QUALITÉ ET CONSISTANCE DES VAVASSORIES MONTOISES. — Les vavassories de Verson et de Bretteville étaient-elles nobles ou roturières ? On penserait volontiers, de prime abord, qu'elles devaient être nobles, puisqu'elles fournissaient un service de chevalier. D'un autre côté, on ne rencontre guère de vavassorie noble d'une contenancs inférieure à 24 acres et aucune des six plus petites des vavassories de Verson n'atteignait cette superficie.
Il est quelquefois délicat, même à l'époque moderne, de déterminer si une vavassorie était noble ou non.
Source : Gallica

Henri Navel Les Vavassories du Mont-Saint-Michel à Bretteville-sur-Odon et Verson… (1938)

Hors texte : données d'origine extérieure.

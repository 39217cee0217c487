//! Inheritance Resolver
//!
//! Single-level class inheritance: a top-level `div.base.sub` node starts
//! from a copy of everything filed under `div.base` and its descendants.

use log::trace;

use immutable_styles_css::Fragment;

use crate::error::{SourceLocation, StyleError, StyleResult};
use crate::table::{StyleRef, StyleTable};

/// Base fragment of `fragment` when it declares a subclass.
///
/// Subclasses are only allowed at the top of a tree and only one level
/// deep.
pub fn subclass_base(
    parent: Option<&StyleRef>,
    fragment: &Fragment,
    source: Option<&SourceLocation>,
) -> StyleResult<Option<Fragment>> {
    let (Some(class_name), Some((_, sub))) = (fragment.class.as_deref(), fragment.subclass()) else {
        return Ok(None);
    };

    if let Some(parent) = parent {
        return Err(StyleError::NestedSubclass {
            class_name: class_name.to_string(),
            parent_ref: parent.to_string(),
            location: source.cloned(),
        });
    }

    if sub.contains('.') {
        let enclosing = class_name.rsplit_once('.').map(|(outer, _)| outer.to_string());
        return Err(StyleError::NestedSubclass {
            class_name: class_name.to_string(),
            parent_ref: Fragment::new(fragment.element.clone(), enclosing, None).to_string(),
            location: source.cloned(),
        });
    }

    Ok(fragment.base())
}

/// Copy every ref rooted at `base` to the same path rooted at `target`.
/// Copies are deep and marked as cloned; refs already present under
/// `target` are left alone.
pub fn clone_base(
    table: &mut StyleTable,
    base: &Fragment,
    target: &Fragment,
    source: Option<&SourceLocation>,
) -> StyleResult<()> {
    let base_ref = StyleRef::root(base.clone());
    if !table.contains(&base_ref) {
        return Err(StyleError::UnknownBaseClass {
            base_ref: base_ref.to_string(),
            location: source.cloned(),
        });
    }

    let clones: Vec<_> = table
        .iter()
        .filter(|(style_ref, _)| style_ref.starts_with(base))
        .map(|(style_ref, entries)| (style_ref.rebase(target.clone()), entries.clone_from_base()))
        .collect();

    for (style_ref, entries) in clones {
        if table.contains(&style_ref) {
            continue;
        }
        trace!("cloned `{}` ({} entries)", style_ref, entries.len());
        table.insert(style_ref, entries);
    }

    Ok(())
}

#[cfg(test)]
mod tests {
    use super::*;
    use crate::error::ErrorKind;
    use crate::table::{EntryList, StyleEntry};
    use immutable_styles_css::{Breakpoint, DeclarationBlock};

    fn entries(text: &str) -> EntryList {
        EntryList::new(StyleEntry::new(
            DeclarationBlock::parse(text).unwrap(),
            Breakpoint::UNBOUNDED,
            None,
        ))
    }

    #[test]
    fn test_plain_class_not_subclass() {
        let fragment = Fragment::with_class("div", "card");
        assert_eq!(subclass_base(None, &fragment, None).unwrap(), None);
        assert_eq!(subclass_base(None, &Fragment::element("div"), None).unwrap(), None);
    }

    #[test]
    fn test_top_level_subclass() {
        let fragment = Fragment::with_class("div", "card.wide");
        assert_eq!(
            subclass_base(None, &fragment, None).unwrap(),
            Some(Fragment::with_class("div", "card"))
        );
    }

    #[test]
    fn test_nested_subclass() {
        let parent = StyleRef::root(Fragment::element("section"));
        let fragment = Fragment::with_class("div", "card.wide");
        let err = subclass_base(Some(&parent), &fragment, None).unwrap_err();
        assert_eq!(err.kind(), ErrorKind::NestedSubclass);
        assert_eq!(
            err.to_string(),
            "[Nested Subclass] Nested subclass `card.wide` found in `section`"
        );
    }

    #[test]
    fn test_subclass_of_subclass() {
        let fragment = Fragment::with_class("div", "card.wide.tall");
        let err = subclass_base(None, &fragment, None).unwrap_err();
        assert_eq!(err.kind(), ErrorKind::NestedSubclass);
    }

    #[test]
    fn test_clone_copies_descendants() {
        let base = Fragment::with_class("div", "card");
        let sub = Fragment::with_class("div", "card.wide");
        let other = StyleRef::root(Fragment::with_class("div", "cardHolder"));

        let mut table = StyleTable::new();
        table.insert(StyleRef::root(base.clone()), entries("width: 100px;"));
        table.insert(StyleRef::root(base.clone()).child(Fragment::element("p")), entries("color: red;"));
        table.insert(other.clone(), entries("color: blue;"));

        clone_base(&mut table, &base, &sub, None).unwrap();

        let sub_ref = StyleRef::root(sub.clone());
        let sub_child = sub_ref.child(Fragment::element("p"));
        assert!(table.get(&sub_ref).unwrap().is_cloned());
        assert!(table.get(&sub_child).unwrap().is_cloned());
        assert_eq!(
            table.get(&sub_child).unwrap().entries(),
            table.get(&StyleRef::root(base).child(Fragment::element("p"))).unwrap().entries()
        );
        assert_eq!(table.len(), 5);
    }

    #[test]
    fn test_clone_skips_existing_targets() {
        let base = Fragment::with_class("div", "card");
        let sub = Fragment::with_class("div", "card.wide");

        let mut table = StyleTable::new();
        table.insert(StyleRef::root(base.clone()), entries("width: 100px;"));
        table.insert(StyleRef::root(sub.clone()), entries("width: 200px;"));

        clone_base(&mut table, &base, &sub, None).unwrap();

        let kept = table.get(&StyleRef::root(sub)).unwrap();
        assert!(!kept.is_cloned());
        assert_eq!(kept.entries()[0].declarations.get("width").unwrap().value, "200px");
    }

    #[test]
    fn test_unknown_base() {
        let mut table = StyleTable::new();
        let err = clone_base(
            &mut table,
            &Fragment::with_class("div", "card"),
            &Fragment::with_class("div", "card.wide"),
            None,
        )
        .unwrap_err();
        assert_eq!(
            err.to_string(),
            "[Unknown Base Class] The base class `div.card` does not exist"
        );
    }
}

Comment les abbés du Mont-Saint-Michel ont-ils pu donner une bonne partie de leurs vavassories à d'aussi grands seigneurs, dont quelques-uns étaient certainement plus puissants qu'eux-mêmes ? N'était-ce pas se préparer, de gaieté de cœur, de terribles difficultés dans l'administration de leurs domaines ? Il suffit de poser la question pour que la réponse vienne d'elle-même : l'inféodation de nos vavassories à d'aussi puissantes familles ne peut être que le fait des ducs.
Source : Gallica

Henri Navel Les Vavassories du Mont-Saint-Michel à Bretteville-sur-Odon et Verson… (1938)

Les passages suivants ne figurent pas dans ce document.